**YOUR ASSIGNMENT**
For each line below that contains the string "OutOfRange", copy that line.

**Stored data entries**
#[cfg(test)]
mod tests {
    use super::*;

    fn effect(input: &str) -> Effect {
        match parse(input)[0].resolve() {
            Ok(Action::Effect(effect)) => effect,
            other => panic!("expected effect from {:?}, got {:?}", input, other),
        }
    }

    fn error(input: &str) -> ParseError {
        match parse(input)[0].resolve() {
            Err(e) => e,
            other => panic!("expected error from {:?}, got {:?}", input, other),
        }
    }

    #[test]
    fn test_parse_clauses_in_order() {
        let ops = parse("p:2; t:1,5 ;loop:2:8:4;");
        assert_eq!(ops.len(), 3);
        assert_eq!(ops[0], Operation::with_values(OperationKind::Pitch, &[2.0]));
        assert_eq!(
            ops[1],
            Operation::with_values(OperationKind::TimeStretch, &[1.5])
        );
        assert_eq!(ops[2].to_string(), "loop:2:8:4");
    }

    #[test]
    fn test_empty_clauses_are_skipped() {
        assert!(parse(";; ;").is_empty());
        assert!(parse("").is_empty());
        assert_eq!(parse("perc;;;").len(), 1);
    }

    #[test]
    fn test_unknown_token_is_preserved() {
        let ops = parse("wobble:3;p:1;");
        assert_eq!(ops.len(), 2);
        assert_eq!(ops[0].kind, OperationKind::Unknown("wobble".into()));
        assert_eq!(error("wobble:3;"), ParseError::Unknown("wobble".into()));
    }

    #[test]
    fn test_parse_is_deterministic() {
        let input = "chop:4:2:1;bpm:-5;  echo:0.5:3:0,7;x;";
        assert_eq!(parse(input), parse(input));
    }

    #[test]
    fn test_alias_tokens() {
        assert_eq!(effect("a:0.5;"), Effect::ResampleTime { rate: 0.5 });
        assert_eq!(effect("rt:2;"), Effect::ResampleTime { rate: 2.0 });
    }

    #[test]
    fn test_arity_is_enforced() {
        assert!(matches!(
            error("loop:2:8;"),
            ParseError::Arity { found: 2, .. }
        ));
        assert!(matches!(error("p;x"), ParseError::Arity { found: 0, .. }));
        assert!(matches!(error("perc:1;"), ParseError::Arity { .. }));
        assert!(matches!(
            error("chop:1:2:3:4:5;"),
            ParseError::Arity { found: 5, .. }
        ));
    }

    #[test]
    fn test_malformed_values() {
        assert_eq!(
            error("p:two;"),
            ParseError::Malformed {
                token: "p".into(),
                value: "two".into()
            }
        );
        assert!(matches!(error("t:nan;"), ParseError::Malformed { .. }));
        assert!(matches!(error("t:inf;"), ParseError::Malformed { .. }));
    }

    #[test]
    fn test_window_parameters() {
        assert_eq!(
            effect("loop:2:8:4;"),
            Effect::Loop(BeatWindow {
                stride: 2,
                length: 8,
                repeat: 4
            })
        );
        assert!(matches!(
            error("rev:0:2:2;"),
            ParseError::OutOfRange { name: "stride", .. }
        ));
        assert!(matches!(
            error("loop:1:4:0;"),
            ParseError::OutOfRange { name: "repeat", .. }
        ));
    }

    #[test]
    fn test_huge_counts_rejected() {
        for (input, name) in [
            ("loop:1:1e30:1;", "length"),
            ("rev:1e30:1:1;", "stride"),
            ("loop:1:1:4097;", "repeat"),
            ("stut:1e17:1:1;", "count"),
            ("mash:1e9:2:1;", "parts"),
            ("chop:1e30:4:2:1;", "beats"),
            ("echo:0:1e15:0.5;", "count"),
        ] {
            match error(input) {
                ParseError::OutOfRange { name: found, .. } => assert_eq!(found, name, "{input}"),
                other => panic!("{input}: {other:?}"),
            }
        }
        assert!(matches!(
            effect("loop:4096:4096:4096;"),
            Effect::Loop(BeatWindow { length: MAX_BEATS, .. })
        ));
        assert!(matches!(
            effect("echo:0:1000:0.5;"),
            Effect::Echo { count: MAX_ECHOES, .. }
        ));
    }

    #[test]
    fn test_optional_leading_beats() {
        assert_eq!(
            effect("chop:4:2:1;"),
            Effect::Chop {
                chunk_beats: 1,
                window: BeatWindow {
                    stride: 2,
                    length: 4,
                    repeat: 1
                }
            }
        );
        assert_eq!(
            effect("chop:2:4:2:1;"),
            Effect::Chop {
                chunk_beats: 2,
                window: BeatWindow {
                    stride: 2,
                    length: 4,
                    repeat: 1
                }
            }
        );
        assert_eq!(
            effect("stut:3:2:1;"),
            Effect::Stutter {
                count: 3,
                window: BeatWindow {
                    stride: 1,
                    length: 2,
                    repeat: 1
                }
            }
        );
        assert_eq!(
            effect("mash:4:2:1;"),
            Effect::Mash {
                parts: 4,
                window: BeatWindow {
                    stride: 2,
                    length: 2,
                    repeat: 1
                }
            }
        );
        assert_eq!(
            effect("mash:1:4:2:3;"),
            Effect::Mash {
                parts: 4,
                window: BeatWindow {
                    stride: 1,
                    length: 2,
                    repeat: 3
                }
            }
        );
    }

    #[test]
    fn test_fractional_counts_truncate() {
        assert_eq!(
            effect("echo:0.25:2.9:0.5;"),
            Effect::Echo {
                delay_secs: 0.25,
                count: 2,
                decay: 0.5
            }
        );
        assert_eq!(
            effect("copy:100.7:10;"),
            Effect::CopySegment {
                start: 100,
                count: 10
            }
        );
    }

    #[test]
    fn test_negative_bpm_is_not_a_parse_error() {
        assert_eq!(effect("bpm:-5;"), Effect::BpmMatch { target_bpm: -5.0 });
    }

    #[test]
    fn test_revert_and_help() {
        assert_eq!(parse("revert:2;")[0].resolve(), Ok(Action::Revert(2)));
        assert_eq!(parse("revert:-3;")[0].resolve(), Ok(Action::Revert(-3)));
        assert_eq!(
            parse("help;")[0].resolve(),
            Ok(Action::Control(Control::Help))
        );
    }

    #[test]
    fn test_classify() {
        assert_eq!(classify("  "), Input::Empty);
        assert_eq!(classify("u;"), Input::Control(Control::Undo));
        assert_eq!(classify(" p; "), Input::Control(Control::TogglePlayback));
        assert_eq!(classify("p:2"), Input::Incomplete("p:2".into()));
        assert!(matches!(classify("p:2;"), Input::Instruction(ops) if ops.len() == 1));
        // Not a control letter: parsed as an instruction
        assert!(matches!(classify("x;"), Input::Instruction(_)));
    }

    #[test]
    fn test_compact_label() {
        assert_eq!(parse("loop:2:8:4;")[0].compact(), "loop2_8_4");
        assert_eq!(parse("perc;")[0].compact(), "perc");
        assert_eq!(parse("t:1.5;")[0].compact(), "t1.5");
    }
}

**OUTPUT OF THE EXERCISE**
            ParseError::OutOfRange { name: "stride", .. }
            ParseError::OutOfRange { name: "repeat", .. }
                ParseError::OutOfRange { name: found, .. } => assert_eq!(found, name, "{input}"),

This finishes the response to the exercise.